_WHAT YOU NEED TO DO_
Only those lines in the data below from the line containing "#[derive(Error, Debug)]" through the line containing "refused a request.", both included, should be restated word for word.

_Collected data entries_
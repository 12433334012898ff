//! Error types for voxline.

use thiserror::Error;

/// External collaborator a transport failure is attributed to.
#[derive(Debug, Clone, Copy, PartialEq, Eq, strum::Display, strum::IntoStaticStr)]
#[strum(serialize_all = "snake_case")]
pub enum Collaborator {
    Recognizer,
    Agent,
    Synthesizer,
    Client,
}

/// Broad error category, used for log routing.
#[derive(Debug, Clone, Copy, PartialEq, Eq)]
pub enum ErrorCategory {
    Transport,
    TurnExecution,
    Api,
    Configuration,
    Serialization,
    ToolExecution,
    Internal,
}

/// Primary error type for all voxline operations.
#[derive(Error, Debug)]
pub enum VoxlineError {
    #[error("Configuration error: {0}")]
    Configuration(String),

    #[error("Transport error ({collaborator}): {message}")]
    Transport {
        collaborator: Collaborator,
        message: String,
    },

    #[error("Agent turn failed: {message}")]
    TurnExecution {
        message: String,
        #[source]
        source: Option<Box<VoxlineError>>,
    },

    #[error("API error (status {status}): {message}")]
    Api { status: u16, message: String },

    #[cfg(feature = "openai")]
    #[error("Network error: {0}")]
    Network(#[from] reqwest::Error),

    #[cfg(feature = "server")]
    #[error("WebSocket error: {0}")]
    WebSocket(#[from] tokio_tungstenite::tungstenite::Error),

    #[error("IO error: {0}")]
    Io(#[from] std::io::Error),

    #[error("Serialization error: {0}")]
    Serialization(#[from] serde_json::Error),

    #[error("Tool execution error: {tool_name}: {message}")]
    ToolExecution { tool_name: String, message: String },

    #[error("Stream error: {0}")]
    Stream(String),

    #[error("Invalid state: {0}")]
    InvalidState(String),
}

impl VoxlineError {
    /// A collaborator connection was lost or refused a request.
    pub fn transport(collaborator: Collaborator, message: impl Into<String>) -> Self {
        Self::Transport {
            collaborator,
            message: message.into(),
        }
    }

    /// Wrap a failure raised while an agent turn was executing.
    ///
    /// Errors that are already turn failures pass through unchanged.
    pub fn turn_failed(error: VoxlineError) -> Self {
        match error {
            Self::TurnExecution { .. } => error,
            other => Self::TurnExecution {
                message: other.to_string(),
                source: Some(Box::new(other)),
            },
        }
    }

    /// Classify this error into a category.
    pub fn category(&self) -> ErrorCategory {
        match self {
            Self::Transport { .. } | Self::Io(_) => ErrorCategory::Transport,
            #[cfg(feature = "openai")]
            Self::Network(_) => ErrorCategory::Transport,
            #[cfg(feature = "server")]
            Self::WebSocket(_) => ErrorCategory::Transport,
            Self::TurnExecution { .. } => ErrorCategory::TurnExecution,
            Self::Api { .. } => ErrorCategory::Api,
            Self::Configuration(_) => ErrorCategory::Configuration,
            Self::Serialization(_) => ErrorCategory::Serialization,
            Self::ToolExecution { .. } => ErrorCategory::ToolExecution,
            Self::Stream(_) | Self::InvalidState(_) => ErrorCategory::Internal,
        }
    }

    /// The collaborator this error is attributed to, if any.
    pub fn collaborator(&self) -> Option<Collaborator> {
        match self {
            Self::Transport { collaborator, .. } => Some(*collaborator),
            Self::TurnExecution { .. } => Some(Collaborator::Agent),
            _ => None,
        }
    }
}

/// Convenience alias.
pub type Result<T> = std::result::Result<T, VoxlineError>;
//! Fan-in of independently paced event sources.
//!
//! One producer task per source writes into a shared bounded channel; the
//! merged stream reads until every producer reports done. Items appear in
//! arrival order, no source has priority.

use std::time::Duration;

use futures::stream::BoxStream;
use futures::StreamExt;
use tokio::sync::mpsc;
use tokio::task::{JoinError, JoinSet};
use tokio_util::sync::CancellationToken;
use tracing::{debug, warn};

use crate::error::{Result, VoxlineError};

/// A fallible, lazily produced sequence.
pub type SourceStream<T> = BoxStream<'static, Result<T>>;

/// Tuning for [`merge_streams_with`].
#[derive(Debug, Clone, Copy, PartialEq, Eq)]
pub struct MergeOptions {
    /// Hand-off channel capacity shared by all producers.
    pub capacity: usize,
    /// How long cancelled sources get to wind down before being aborted.
    pub shutdown_grace: Duration,
}

impl Default for MergeOptions {
    fn default() -> Self {
        Self {
            capacity: 64,
            shutdown_grace: Duration::from_secs(2),
        }
    }
}

/// Merge `sources` with default options.
pub fn merge_streams<T: Send + 'static>(sources: Vec<SourceStream<T>>) -> SourceStream<T> {
    merge_streams_with(sources, MergeOptions::default())
}

/// Merge `sources` into one stream.
///
/// - Ends only after every source has ended.
/// - The first source error is yielded as-is and ends the merged stream; all
///   other sources are cancelled and awaited (bounded by `shutdown_grace`)
///   before the error is surfaced. Items they had already buffered are
///   discarded.
/// - A source that panics fails the merged stream with a stream error, after
///   the same sibling shutdown.
/// - Dropping the merged stream cancels every source. Each source stream is
///   dropped by its producer, which runs the source's own cleanup.
pub fn merge_streams_with<T: Send + 'static>(
    sources: Vec<SourceStream<T>>,
    options: MergeOptions,
) -> SourceStream<T> {
    let stream = async_stream::stream! {
        let total = sources.len();
        let (tx, mut rx) = mpsc::channel(options.capacity.max(1));
        let mut producers = Producers::new(options.shutdown_grace);
        for (index, source) in sources.into_iter().enumerate() {
            let cancel = producers.cancel.child_token();
            producers.tasks.spawn(produce(index, source, tx.clone(), cancel));
        }
        drop(tx);

        let mut finished = 0;
        while finished < total {
            // A producer that panics never reports, so watch the tasks too.
            let step = tokio::select! {
                biased;
                signal = rx.recv() => Step::Signal(signal),
                Some(joined) = producers.tasks.join_next(), if !producers.tasks.is_empty() => {
                    Step::Joined(joined)
                }
            };
            let signal = match step {
                Step::Signal(signal) => signal,
                Step::Joined(Ok(())) => continue,
                Step::Joined(Err(error)) => {
                    warn!(%error, "fan-in producer task failed, cancelling siblings");
                    producers.shutdown().await;
                    yield Err(VoxlineError::Stream(format!("fan-in source task failed: {error}")));
                    return;
                }
            };
            match signal {
                Some(Signal::Item(item)) => yield Ok(item),
                Some(Signal::Done) => finished += 1,
                Some(Signal::Failed { index, error }) => {
                    debug!(source = index, %error, "fan-in source failed, cancelling siblings");
                    producers.shutdown().await;
                    yield Err(error);
                    return;
                }
                None => {
                    producers.shutdown().await;
                    yield Err(VoxlineError::Stream(
                        "fan-in source terminated without completing".into(),
                    ));
                    return;
                }
            }
        }
        producers.shutdown().await;
    };
    Box::pin(stream)
}

enum Step<T> {
    Signal(Option<Signal<T>>),
    Joined(std::result::Result<(), JoinError>),
}

enum Signal<T> {
    Item(T),
    Failed { index: usize, error: VoxlineError },
    Done,
}

async fn produce<T>(
    index: usize,
    mut source: SourceStream<T>,
    tx: mpsc::Sender<Signal<T>>,
    cancel: CancellationToken,
) {
    loop {
        let next = tokio::select! {
            biased;
            () = cancel.cancelled() => return,
            next = source.next() => next,
        };
        let (signal, last) = match next {
            Some(Ok(item)) => (Signal::Item(item), false),
            Some(Err(error)) => (Signal::Failed { index, error }, true),
            None => (Signal::Done, true),
        };
        let sent = tokio::select! {
            biased;
            () = cancel.cancelled() => false,
            sent = tx.send(signal) => sent.is_ok(),
        };
        if !sent || last {
            return;
        }
    }
}

struct Producers {
    tasks: JoinSet<()>,
    cancel: CancellationToken,
    grace: Duration,
}

impl Producers {
    fn new(grace: Duration) -> Self {
        Self {
            tasks: JoinSet::new(),
            cancel: CancellationToken::new(),
            grace,
        }
    }

    async fn shutdown(&mut self) {
        self.cancel.cancel();
        let tasks = &mut self.tasks;
        let drained = tokio::time::timeout(self.grace, async {
            while let Some(joined) = tasks.join_next().await {
                if let Err(error) = joined {
                    if error.is_panic() {
                        warn!(%error, "fan-in producer panicked");
                    }
                }
            }
        })
        .await;
        if drained.is_err() {
            warn!(
                grace_ms = self.grace.as_millis() as u64,
                "fan-in sources ignored cancellation, aborting"
            );
            self.tasks.abort_all();
        }
    }
}

impl Drop for Producers {
    fn drop(&mut self) {
        if self.tasks.is_empty() {
            return;
        }
        self.cancel.cancel();
        let mut tasks = std::mem::replace(&mut self.tasks, JoinSet::new());
        let grace = self.grace;
        // Without a runtime the JoinSet drop below aborts everything.
        if let Ok(handle) = tokio::runtime::Handle::try_current() {
            handle.spawn(async move {
                let drained = tokio::time::timeout(grace, async {
                    while tasks.join_next().await.is_some() {}
                })
                .await;
                if drained.is_err() {
                    tasks.abort_all();
                }
            });
        }
    }
}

_SOLUTION_
#[derive(Error, Debug)]
pub enum VoxlineError {
    #[error("Configuration error: {0}")]
    Configuration(String),

    #[error("Transport error ({collaborator}): {message}")]
    Transport {
        collaborator: Collaborator,
        message: String,
    },

    #[error("Agent turn failed: {message}")]
    TurnExecution {
        message: String,
        #[source]
        source: Option<Box<VoxlineError>>,
    },

    #[error("API error (status {status}): {message}")]
    Api { status: u16, message: String },

    #[cfg(feature = "openai")]
    #[error("Network error: {0}")]
    Network(#[from] reqwest::Error),

    #[cfg(feature = "server")]
    #[error("WebSocket error: {0}")]
    WebSocket(#[from] tokio_tungstenite::tungstenite::Error),

    #[error("IO error: {0}")]
    Io(#[from] std::io::Error),

    #[error("Serialization error: {0}")]
    Serialization(#[from] serde_json::Error),

    #[error("Tool execution error: {tool_name}: {message}")]
    ToolExecution { tool_name: String, message: String },

    #[error("Stream error: {0}")]
    Stream(String),

    #[error("Invalid state: {0}")]
    InvalidState(String),
}

impl VoxlineError {
    /// A collaborator connection was lost or refused a request.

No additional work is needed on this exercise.